4) Douyin ContentV: 8 billion parameters, 2.3 seconds to generate 1080p video, cost 3.67 yuan/5 seconds. To be honest, this cost control is quite good, but currently, considering the generation quality, it still falls short when encountering complex scenes.

Why is it said that these cases have significant value and meaning in terms of breakthroughs in video quality, production costs, and application scenarios?

1. In terms of breakthroughs in technological value, the complexity of generating a multimodal video is often exponential. A single frame image consists of about 10^6 pixels, and a video must ensure temporal coherence (at least 100 frames), along with audio synchronization (10^4 sample points per second), while also considering 3D spatial consistency.

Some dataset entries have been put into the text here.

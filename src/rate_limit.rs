use dashmap::DashMap;
use std::collections::VecDeque;
use std::sync::Arc;
use std::time::{Duration, Instant};

/// Sliding window in-memory rate limiter (pod local).
#[derive(Clone)]
pub struct InMemoryRateLimiter {
    store: Arc<DashMap<String, VecDeque<Instant>>>,
    pub enabled: bool,
}

impl InMemoryRateLimiter {
    pub fn new(enabled: bool) -> Self {
        Self { store: Arc::new(DashMap::new()), enabled }
    }

    /// Returns true if allowed, false if limited.
    pub fn check(&self, key: &str, limit: usize, window: Duration) -> bool {
        if !self.enabled { return true; }
        let now = Instant::now();
        let mut entry = self.store.entry(key.to_string()).or_default();
        while let Some(front) = entry.front() {
            if now.duration_since(*front) >= window { entry.pop_front(); } else { break; }
        }
        if entry.len() < limit {
            entry.push_back(now);
            true
        } else {
            false
        }
    }
}

/// Per-action limits derived from env.
#[derive(Clone, Debug)]
pub struct RateLimitConfig {
    pub event_limit: usize,
    pub event_window: Duration,
    pub apply_limit: usize,
    pub apply_window: Duration,
    pub message_limit: usize,
    pub message_window: Duration,
}

impl RateLimitConfig {
    pub fn from_env() -> Self {
        fn usize_env(name: &str, default: usize) -> usize { std::env::var(name).ok().and_then(|v| v.parse().ok()).unwrap_or(default) }
        fn dur_env(name: &str, default: u64) -> Duration { Duration::from_secs(std::env::var(name).ok().and_then(|v| v.parse().ok()).unwrap_or(default)) }
        Self {
            event_limit: usize_env("RL_EVENT_LIMIT", 5),
            event_window: dur_env("RL_EVENT_WINDOW", 3600),
            apply_limit: usize_env("RL_APPLY_LIMIT", 10),
            apply_window: dur_env("RL_APPLY_WINDOW", 3600),
            message_limit: usize_env("RL_MESSAGE_LIMIT", 30),
            message_window: dur_env("RL_MESSAGE_WINDOW", 60),
        }
    }
}

/// High level guard used by handlers, keyed by authenticated user id.
#[derive(Clone)]
pub struct RateLimiterFacade {
    pub limiter: InMemoryRateLimiter,
    pub cfg: RateLimitConfig,
}

impl RateLimiterFacade {
    pub fn new(limiter: InMemoryRateLimiter, cfg: RateLimitConfig) -> Self { Self { limiter, cfg } }
    pub fn allow_event(&self, user: &str) -> bool { self.limiter.check(&format!("event:{user}"), self.cfg.event_limit, self.cfg.event_window) }
    pub fn allow_apply(&self, user: &str) -> bool { self.limiter.check(&format!("apply:{user}"), self.cfg.apply_limit, self.cfg.apply_window) }
    pub fn allow_message(&self, user: &str) -> bool { self.limiter.check(&format!("message:{user}"), self.cfg.message_limit, self.cfg.message_window) }
}

#[cfg(test)]
mod tests {
    use super::*;

    #[test]
    fn sliding_window_basic() {
        let rl = InMemoryRateLimiter::new(true);
        let window = Duration::from_millis(50);
        for _ in 0..3 { assert!(rl.check("k", 3, window)); }
        assert!(!rl.check("k", 3, window));
    }

    #[test]
    fn disabled_limiter_always_allows() {
        let rl = InMemoryRateLimiter::new(false);
        for _ in 0..100 { assert!(rl.check("k", 1, Duration::from_secs(60))); }
    }
}
use actix_web::{HttpResponse, ResponseError};
use serde::Serialize;

use crate::repo::RepoError;

#[derive(Debug, Serialize)]
pub struct ApiErrorBody {
    pub error: String,
}

#[derive(thiserror::Error, Debug)]
pub enum ApiError {
    #[error("not found")] NotFound,
    #[error("bad request")] BadRequest,
    #[error("unauthorized")] Unauthorized,
    #[error("forbidden")] Forbidden,
    #[error("conflict")] Conflict,
    #[error("internal error")] Internal,
}

impl From<RepoError> for ApiError {
    fn from(e: RepoError) -> Self {
        match e {
            RepoError::NotFound => ApiError::NotFound,
            RepoError::Conflict => ApiError::Conflict,
            RepoError::Internal(_) => ApiError::Internal,
        }
    }
}

impl ResponseError for ApiError {
    fn error_response(&self) -> HttpResponse {
        use actix_web::http::StatusCode;
        let status = match self {
            ApiError::NotFound => StatusCode::NOT_FOUND,
            ApiError::BadRequest => StatusCode::BAD_REQUEST,
            ApiError::Unauthorized => StatusCode::UNAUTHORIZED,
            ApiError::Forbidden => StatusCode::FORBIDDEN,
            ApiError::Conflict => StatusCode::CONFLICT,
            ApiError::Internal => StatusCode::INTERNAL_SERVER_ERROR,
        };
        HttpResponse::build(status).json(ApiErrorBody { error: self.to_string() })
    }
}
use std::collections::HashMap;
use std::sync::{Arc, RwLock};

use async_trait::async_trait;
use chrono::Utc;
use uuid::Uuid;

use crate::models::*;

#[derive(thiserror::Error, Debug)]
pub enum RepoError {
    #[error("not found")] NotFound,
    #[error("conflict")] Conflict,
    #[error("internal: {0}")] Internal(String),
}

pub type RepoResult<T> = Result<T, RepoError>;

/// Seed message appended to every freshly created DM thread, attributed to
/// the applying volunteer so no thread is ever empty.
pub const APPLICATION_SEED_MESSAGE: &str =
    "I have applied to this volunteer role. Looking forward to working with you.";

#[async_trait]
pub trait EventRepo: Send + Sync {
    async fn list_events(&self) -> RepoResult<Vec<Event>>;
    async fn get_event(&self, id: &str) -> RepoResult<Event>;
    /// Creates the event plus its default volunteer role.
    async fn create_event(&self, new: NewEvent, organizer_id: &str) -> RepoResult<Event>;
}

#[async_trait]
pub trait VolunteerRoleRepo: Send + Sync {
    async fn list_roles(&self, event_id: &str) -> RepoResult<Vec<VolunteerRole>>;
    /// Every role across all events, oldest first.
    async fn list_all_roles(&self) -> RepoResult<Vec<VolunteerRole>>;
    async fn get_role(&self, id: &str) -> RepoResult<VolunteerRole>;
    async fn create_role(&self, new: NewVolunteerRole) -> RepoResult<VolunteerRole>;
}

#[async_trait]
pub trait RecruitmentRepo: Send + Sync {
    /// Most recently posted first.
    async fn list_recruitments(&self) -> RepoResult<Vec<Recruitment>>;
    async fn create_recruitment(
        &self,
        new: NewRecruitment,
        organizer_id: &str,
    ) -> RepoResult<Recruitment>;
}

#[async_trait]
pub trait DmRepo: Send + Sync {
    /// Idempotent on the (role, volunteer, organizer) triple: re-applying
    /// returns the existing pair instead of creating duplicates.
    async fn create_application_and_thread(
        &self,
        role_id: &str,
        volunteer_id: &str,
        organizer_id: &str,
        event_id: &str,
    ) -> RepoResult<(Application, Thread)>;
    /// Plain lookup; callers authorize separately via `can_access_thread`.
    async fn get_thread(&self, id: &str) -> RepoResult<Thread>;
    async fn threads_for_organizer(&self, organizer_id: &str) -> RepoResult<Vec<Thread>>;
    async fn threads_for_volunteer(&self, volunteer_id: &str) -> RepoResult<Vec<Thread>>;
    async fn messages(&self, thread_id: &str) -> RepoResult<Vec<Message>>;
    /// Trims the body and bumps the thread's `last_message_at`. Does not
    /// reject empty bodies; the handler does that before calling.
    async fn add_message(&self, thread_id: &str, sender_id: &str, body: &str)
        -> RepoResult<Message>;
    /// open -> resolved and resolved -> open are both always permitted.
    async fn set_thread_status(&self, thread_id: &str, status: ThreadStatus) -> RepoResult<()>;
}

pub trait Repo: EventRepo + VolunteerRoleRepo + RecruitmentRepo + DmRepo {}

impl<T> Repo for T where T: EventRepo + VolunteerRoleRepo + RecruitmentRepo + DmRepo {}

fn new_id() -> Id {
    Uuid::new_v4().to_string()
}
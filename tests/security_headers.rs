#![cfg(feature = "inmem-store")]

use actix_web::{test, web, App, HttpResponse};
use std::sync::Arc;
use tsudoi::rate_limit::{InMemoryRateLimiter, RateLimitConfig, RateLimiterFacade};
use tsudoi::repo::inmem::InMemRepo;
use tsudoi::{config, AppState, SecurityHeaders};

fn state() -> AppState {
    std::env::set_var("TSUDOI_DATA_DIR", tempfile::tempdir().unwrap().path());
    AppState {
        repo: Arc::new(InMemRepo::new()),
        rate_limiter: RateLimiterFacade::new(
            InMemoryRateLimiter::new(false),
            RateLimitConfig::from_env(),
        ),
    }
}

#[actix_web::test]
#[serial_test::serial]
async fn test_security_headers_present() {
    std::env::remove_var("ENABLE_HSTS");
    let app = test::init_service(
        App::new()
            .wrap(SecurityHeaders::from_env())
            .app_data(actix_web::web::Data::new(state()))
            .configure(config),
    )
    .await;
    let req = test::TestRequest::get().uri("/api/v1/events").to_request();
    let resp = test::call_service(&app, req).await;
    assert!(resp.status().is_success());
    let headers = resp.headers();
    assert!(headers.get("content-security-policy").is_some());
    assert_eq!(headers.get("referrer-policy").unwrap(), "no-referrer");
    assert_eq!(headers.get("x-content-type-options").unwrap(), "nosniff");
    assert!(headers.get("strict-transport-security").is_none()); // not enabled
}

#[actix_web::test]
#[serial_test::serial]
async fn test_hsts_enabled_via_builder() {
    let app = test::init_service(
        App::new()
            .wrap(SecurityHeaders::from_env().with_hsts(true))
            .app_data(actix_web::web::Data::new(state()))
            .configure(config),
    )
    .await;
    let req = test::TestRequest::get().uri("/api/v1/events").to_request();
    let resp = test::call_service(&app, req).await;
    assert!(resp.status().is_success());
    assert!(resp.headers().get("strict-transport-security").is_some(), "HSTS header missing");
}

#[actix_web::test]
#[serial_test::serial]
async fn test_env_var_enables_hsts() {
    std::env::set_var("ENABLE_HSTS", "1");
    let app = test::init_service(
        App::new()
            .wrap(SecurityHeaders::from_env())
            .app_data(actix_web::web::Data::new(state()))
            .configure(config),
    )
    .await;
    let req = test::TestRequest::get().uri("/api/v1/events").to_request();
    let resp = test::call_service(&app, req).await;
    assert!(resp.status().is_success());
    assert!(resp.headers().get("strict-transport-security").is_some());
    std::env::remove_var("ENABLE_HSTS");
}

// An existing CSP header set by a handler should not be overwritten.
#[actix_web::test]
#[serial_test::serial]
async fn test_existing_csp_header_preserved() {
    let app = test::init_service(
        App::new()
            .wrap(SecurityHeaders::from_env())
            .app_data(actix_web::web::Data::new(state()))
            .route(
                "/custom",
                web::get().to(|| async {
                    HttpResponse::Ok()
                        .insert_header((
                            actix_web::http::header::CONTENT_SECURITY_POLICY,
                            "custom-src 'none'",
                        ))
                        .finish()
                }),
            ),
    )
    .await;
    let req = test::TestRequest::get().uri("/custom").to_request();
    let resp = test::call_service(&app, req).await;
    assert!(resp.status().is_success());
    let csp = resp.headers().get("content-security-policy").unwrap().to_str().unwrap();
    assert_eq!(csp, "custom-src 'none'");
}
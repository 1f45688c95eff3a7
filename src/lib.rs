pub mod auth;
pub mod error;
pub mod models;
pub mod openapi;
pub mod query;
pub mod rate_limit;
pub mod repo;
pub mod routes;
pub mod security;

// Re-export commonly used items for tests / external users
pub use routes::{config, AppState};
pub use security::SecurityHeaders;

In summary, the technical complexity is not low. Originally, it was a super large model tackling all tasks head-on. It is said that Sora burned tens of thousands of H100s to achieve video generation capabilities. Now, it can be realized through modular decomposition and collaborative work of large models. For example, Byte’s EX-4D actually breaks down complex tasks into: depth estimation module, viewpoint transformation module, temporal interpolation module, rendering optimization module, and so on. Each module specializes in one task and then coordinates through a mechanism.

2. In terms of cost reduction: it actually involves optimizing the reasoning architecture itself, including a layered generation strategy, where a low-resolution skeleton is generated first and then high-resolution imaging content is enhanced; a caching reuse mechanism, which is the reuse of similar scenes; and dynamic resource allocation, which actually adjusts the model depth based on the complexity of the specific content.

With this set of optimizations, we will achieve a result of 3.67 yuan per 5 seconds for Douyin ContentV.

3. In terms of application impact, traditional video production is a capital-intensive game: equipment, venues, actors, post-production; it’s normal for a 30-second advertisement to cost hundreds of thousands. Now, AI compresses this entire process to a prompt plus a few minutes of waiting, and can achieve perspectives and special effects that are difficult to attain in traditional shooting.

This turns the original technical and financial barriers of video production into creativity and aesthetics, which may promote a reshuffling of the entire creator economy.

The question arises, what is the relationship between the changes in the demand side of web2 AI technology and web3 AI?

1. First, the change in the structure of computing power demand. Previously, in AI, the competition was based on scale; whoever had more homogeneous GPU clusters would win. However, the demand for multimodal video generation requires a diverse combination of computing power, which could create a need for distributed idle computing power, as well as various distributed fine-tuning models, algorithms, and inference platforms.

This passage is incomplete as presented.